In fact, tax law considers non-cooperation in tax inspection as an administrative violation, which may be fined in cash, even when violations of the amount of tax payable have not been detected.
Fines from 3 – 5 million VND for acts of not cooperating with tax inspection
According to Decree 125/2020/ND-CP, amended and supplemented by Decree 310/2025/ND-CP, business households may be fined from 3 - 5 million VND if they have one of the following acts:
- Failure to provide or incompletely provide relevant dossiers, documents, and vouchers as required by the tax authority;
- Delaying or prolonging working hours without a valid reason;
- Not assigning people to work, not signing inspection minutes as prescribed;
- Failure to comply with tax inspection decisions on time.
This fine is applied independently, regardless of whether business households have incurred tax violations or not.
Not cooperating in inspection does not mean a lack of records
In terms of legal nature, it is necessary to distinguish between non-cooperation during tax inspection and failure to provide documents due to data loss or damage. Non-cooperation shows the subjective will of taxpayers, such as avoidance or non-compliance with working requirements.
Meanwhile, the failure to provide records due to objective reasons can be considered by level, but there is still a risk of being penalized if the storage obligation is not ensured according to regulations. The confusion between these two acts makes many households misjudge legal risks.
Failure to cooperate in inspection, risks do not stop at fines
Non-cooperation in tax inspection is not implicitly considered tax evasion. However, this behavior often prolongs the inspection process and may lead to a re-determination of tax obligations based on the available data of the management agency.
In case through inspection, it is discovered that revenue declaration is insufficient or tax obligation errors, business households may have to:
- Being retroactively collected the remaining tax arrears;
- Be fined 20% of the tax declared insufficiently according to the 2025 Law on Tax Administration;
- Being charged late payment according to regulations.

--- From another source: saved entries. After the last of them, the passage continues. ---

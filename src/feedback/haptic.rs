//! Haptic cues on the speaker characteristic
//!
//! The motor takes a single byte selecting the pulse length. Cues are
//! queued to a dedicated task so the start cue's gap between pulses never
//! holds up notification handling, and cues never interleave.

use std::sync::Arc;
use std::time::Duration;

use serde::{Deserialize, Serialize};
use tokio::sync::mpsc;
use tokio::task::JoinHandle;
use tracing::{debug, info, warn};

use crate::ble::{BleTransport, Characteristic};

/// Default pause between the two pulses of the start cue
pub const DEFAULT_START_CUE_GAP: Duration = Duration::from_millis(100);

/// Pulse length tier understood by the firmware
#[derive(Debug, Clone, Copy, PartialEq, Eq, Serialize, Deserialize)]
#[serde(rename_all = "snake_case")]
pub enum PulseLevel {
    /// ~20 ms
    Short,
    /// ~100 ms
    Medium,
    /// ~500 ms
    Long,
}

impl PulseLevel {
    pub fn byte(self) -> u8 {
        match self {
            PulseLevel::Short => 1,
            PulseLevel::Medium => 2,
            PulseLevel::Long => 3,
        }
    }
}

/// Which recording transition a sequence announces
#[derive(Debug, Clone, Copy, PartialEq, Eq, Serialize, Deserialize)]
#[serde(rename_all = "snake_case")]
pub enum PatternKind {
    /// Two ascending pulses
    Start,
    /// One long pulse
    Stop,
}

/// A haptic cue
#[derive(Debug, Clone, Copy, PartialEq, Eq, Serialize, Deserialize)]
#[serde(tag = "type", content = "value", rename_all = "snake_case")]
pub enum HapticPattern {
    /// Single pulse of the given length
    Level(PulseLevel),
    /// Transition cue
    Sequence(PatternKind),
}

impl HapticPattern {
    /// Bytes written in order, separated by the start cue gap
    pub fn pulses(&self) -> Vec<u8> {
        match self {
            HapticPattern::Level(level) => vec![level.byte()],
            HapticPattern::Sequence(PatternKind::Start) => {
                vec![PulseLevel::Short.byte(), PulseLevel::Medium.byte()]
            }
            HapticPattern::Sequence(PatternKind::Stop) => vec![PulseLevel::Long.byte()],
        }
    }
}

/// Writes haptic cues to the speaker characteristic
///
/// Every failure is logged and swallowed; the recording state never
/// depends on a cue being felt.
pub struct HapticSequencer<T> {
    transport: Arc<T>,
    pulse_gap: Duration,
    /// Speaker lookup, cached once it succeeds
    speaker: Option<bool>,
}

impl<T: BleTransport> HapticSequencer<T> {
    pub fn new(transport: Arc<T>, pulse_gap: Duration) -> Self {
        Self {
            transport,
            pulse_gap,
            speaker: None,
        }
    }

    async fn speaker_available(&mut self) -> bool {
        if let Some(available) = self.speaker {
            return available;
        }

        match self.transport.discover(Characteristic::SPEAKER).await {
            Ok(available) => {
                if !available {
                    warn!("speaker characteristic not found, haptic cues disabled");
                }
                self.speaker = Some(available);
                available
            }
            Err(e) => {
                warn!(?e, "speaker lookup failed");
                false
            }
        }
    }

    /// Play one pattern, best-effort
    pub async fn send(&mut self, pattern: HapticPattern) {
        if !self.speaker_available().await {
            return;
        }

        for (i, byte) in pattern.pulses().into_iter().enumerate() {
            if i > 0 {
                tokio::time::sleep(self.pulse_gap).await;
            }
            if let Err(e) = self.transport.write(Characteristic::SPEAKER, vec![byte]).await {
                warn!(?e, ?pattern, "haptic write failed");
                return;
            }
        }

        debug!(?pattern, "haptic cue played");
    }

    /// Move the sequencer onto its own task
    pub fn spawn(mut self) -> HapticHandle {
        let (tx, mut rx) = mpsc::unbounded_channel::<HapticPattern>();

        let task = tokio::spawn(async move {
            while let Some(pattern) = rx.recv().await {
                self.send(pattern).await;
            }
            debug!("haptic sequencer stopped");
        });

        HapticHandle { tx, task }
    }
}

/// Non-blocking front of a spawned `HapticSequencer`
pub struct HapticHandle {
    tx: mpsc::UnboundedSender<HapticPattern>,
    task: JoinHandle<()>,
}

impl HapticHandle {
    /// Queue a pattern; never waits
    pub fn dispatch(&self, pattern: HapticPattern) {
        if self.tx.send(pattern).is_err() {
            debug!(?pattern, "haptic sequencer gone, cue dropped");
        }
    }

    /// Let queued cues finish, aborting after `timeout`
    ///
    /// Returns `false` if the task had to be aborted.
    pub async fn shutdown(self, timeout: Duration) -> bool {
        let HapticHandle { tx, mut task } = self;
        drop(tx);

        match tokio::time::timeout(timeout, &mut task).await {
            Ok(_) => true,
            Err(_) => {
                info!("haptic sequencer did not drain in time, aborting");
                task.abort();
                false
            }
        }
    }
}
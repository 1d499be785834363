//! Feedback module for recording transitions
//!
//! Two best-effort channels back to the wearer:
//! - haptic cues written to the device's speaker characteristic
//! - spoken phrases synthesized on a background thread

mod haptic;
mod speech;
mod worker;

pub use haptic::{
    HapticHandle, HapticPattern, HapticSequencer, PatternKind, PulseLevel, DEFAULT_START_CUE_GAP,
};
pub use speech::{CommandSpeechEngine, SpeechCapability, SpeechEngine, SpeechError};
pub use worker::{
    FeedbackError, SpeechFeedbackWorker, RECORDING_STARTED_PHRASE, RECORDING_STOPPED_PHRASE,
};
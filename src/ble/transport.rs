//! Transport seam for the BLE link
//!
//! Connecting and service discovery belong to the platform; the daemon
//! only needs to subscribe, unsubscribe and write on an open connection.

use std::future::Future;

use tokio::sync::mpsc;

use super::characteristic::{Characteristic, Notification};

/// Where notifications for a subscription are delivered, in arrival order
pub type NotificationSender = mpsc::Sender<Notification>;

/// Operations on a connected device
pub trait BleTransport: Send + Sync + 'static {
    /// Whether the connected device exposes `characteristic`
    fn discover(
        &self,
        characteristic: Characteristic,
    ) -> impl Future<Output = Result<bool, TransportError>> + Send;

    /// Start notifications, delivering them to `handler`
    fn subscribe(
        &self,
        characteristic: Characteristic,
        handler: NotificationSender,
    ) -> impl Future<Output = Result<(), TransportError>> + Send;

    /// Stop notifications
    fn unsubscribe(
        &self,
        characteristic: Characteristic,
    ) -> impl Future<Output = Result<(), TransportError>> + Send;

    /// Write a value (with response)
    fn write(
        &self,
        characteristic: Characteristic,
        data: Vec<u8>,
    ) -> impl Future<Output = Result<(), TransportError>> + Send;
}

/// Errors raised by a transport
#[derive(Debug, thiserror::Error)]
pub enum TransportError {
    #[error("transport I/O error: {0}")]
    Io(#[from] std::io::Error),

    #[error("malformed bridge frame: {0}")]
    Codec(#[from] serde_json::Error),

    #[error("{op} on {characteristic} timed out")]
    Timeout {
        op: &'static str,
        characteristic: Characteristic,
    },

    #[error("{op} on {characteristic} rejected: {message}")]
    Rejected {
        op: &'static str,
        characteristic: Characteristic,
        message: String,
    },

    #[error("device disconnected")]
    Disconnected,
}
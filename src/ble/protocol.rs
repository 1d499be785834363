//! Bridge message protocol definitions
//!
//! All messages are JSON-encoded, prefixed with a 4-byte little-endian length.

use serde::{Deserialize, Serialize};
use tokio::io::{AsyncRead, AsyncReadExt, AsyncWrite, AsyncWriteExt};

use super::characteristic::Characteristic;

/// Largest frame either side will accept
pub const MAX_FRAME_LEN: usize = 1024 * 1024;

/// GATT operation requested from the helper
#[derive(Debug, Clone, PartialEq, Eq, Serialize, Deserialize)]
#[serde(tag = "op", rename_all = "snake_case")]
pub enum Operation {
    /// Does the connected device expose the characteristic?
    Discover,
    /// Start notifications
    Subscribe,
    /// Stop notifications
    Unsubscribe,
    /// Write with response
    Write { data: Vec<u8> },
}

impl Operation {
    pub fn name(&self) -> &'static str {
        match self {
            Operation::Discover => "discover",
            Operation::Subscribe => "subscribe",
            Operation::Unsubscribe => "unsubscribe",
            Operation::Write { .. } => "write",
        }
    }
}

/// Request from daemon to helper
#[derive(Debug, Clone, PartialEq, Eq, Serialize, Deserialize)]
pub struct Request {
    /// Correlates the helper's response
    pub id: u64,

    pub characteristic: Characteristic,

    #[serde(flatten)]
    pub op: Operation,
}

/// Messages from helper to daemon
#[derive(Debug, Clone, PartialEq, Eq, Serialize, Deserialize)]
#[serde(tag = "type", rename_all = "snake_case")]
pub enum BridgeMessage {
    /// Outcome of a request
    Response {
        id: u64,
        ok: bool,
        /// Only meaningful for `discover`
        #[serde(default)]
        discovered: bool,
        #[serde(default)]
        message: Option<String>,
    },

    /// Characteristic value pushed by the device
    Notification {
        characteristic: Characteristic,
        data: Vec<u8>,
    },

    /// The device link dropped
    Disconnected {
        #[serde(default)]
        reason: Option<String>,
    },
}

/// Read one length-prefixed frame
///
/// Returns `Ok(None)` on a clean EOF before the length prefix.
pub async fn read_frame<R: AsyncRead + Unpin>(reader: &mut R) -> std::io::Result<Option<Vec<u8>>> {
    let mut len_buf = [0u8; 4];
    match reader.read_exact(&mut len_buf).await {
        Ok(_) => {}
        Err(e) if e.kind() == std::io::ErrorKind::UnexpectedEof => return Ok(None),
        Err(e) => return Err(e),
    }

    let len = u32::from_le_bytes(len_buf) as usize;
    if len > MAX_FRAME_LEN {
        return Err(std::io::Error::new(
            std::io::ErrorKind::InvalidData,
            format!("frame of {len} bytes exceeds limit"),
        ));
    }

    let mut msg_buf = vec![0u8; len];
    reader.read_exact(&mut msg_buf).await?;
    Ok(Some(msg_buf))
}

/// Write one length-prefixed frame
pub async fn write_frame<W: AsyncWrite + Unpin>(writer: &mut W, payload: &[u8]) -> std::io::Result<()> {
    if payload.len() > MAX_FRAME_LEN {
        return Err(std::io::Error::new(
            std::io::ErrorKind::InvalidInput,
            format!("frame of {} bytes exceeds limit", payload.len()),
        ));
    }

    let msg_len = (payload.len() as u32).to_le_bytes();
    writer.write_all(&msg_len).await?;
    writer.write_all(payload).await?;
    writer.flush().await
}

Thus, non-cooperation not only faces a fine of 3–5 million VND, but also potentially poses greater financial risks if other violations arise.
In the context of tax management increasingly based on data and risk testing, cooperation with tax authorities is no longer a matter of "goodwill" but a mandatory legal obligation. Full preparation of dossiers, books, invoice data and arranging people to work on time will help business households avoid unnecessary penalties.
With a fine of 3 – 5 million VND, the act of not cooperating during tax inspection may cause direct damage, while it can be completely avoided if business households actively comply and coordinate in accordance with regulations.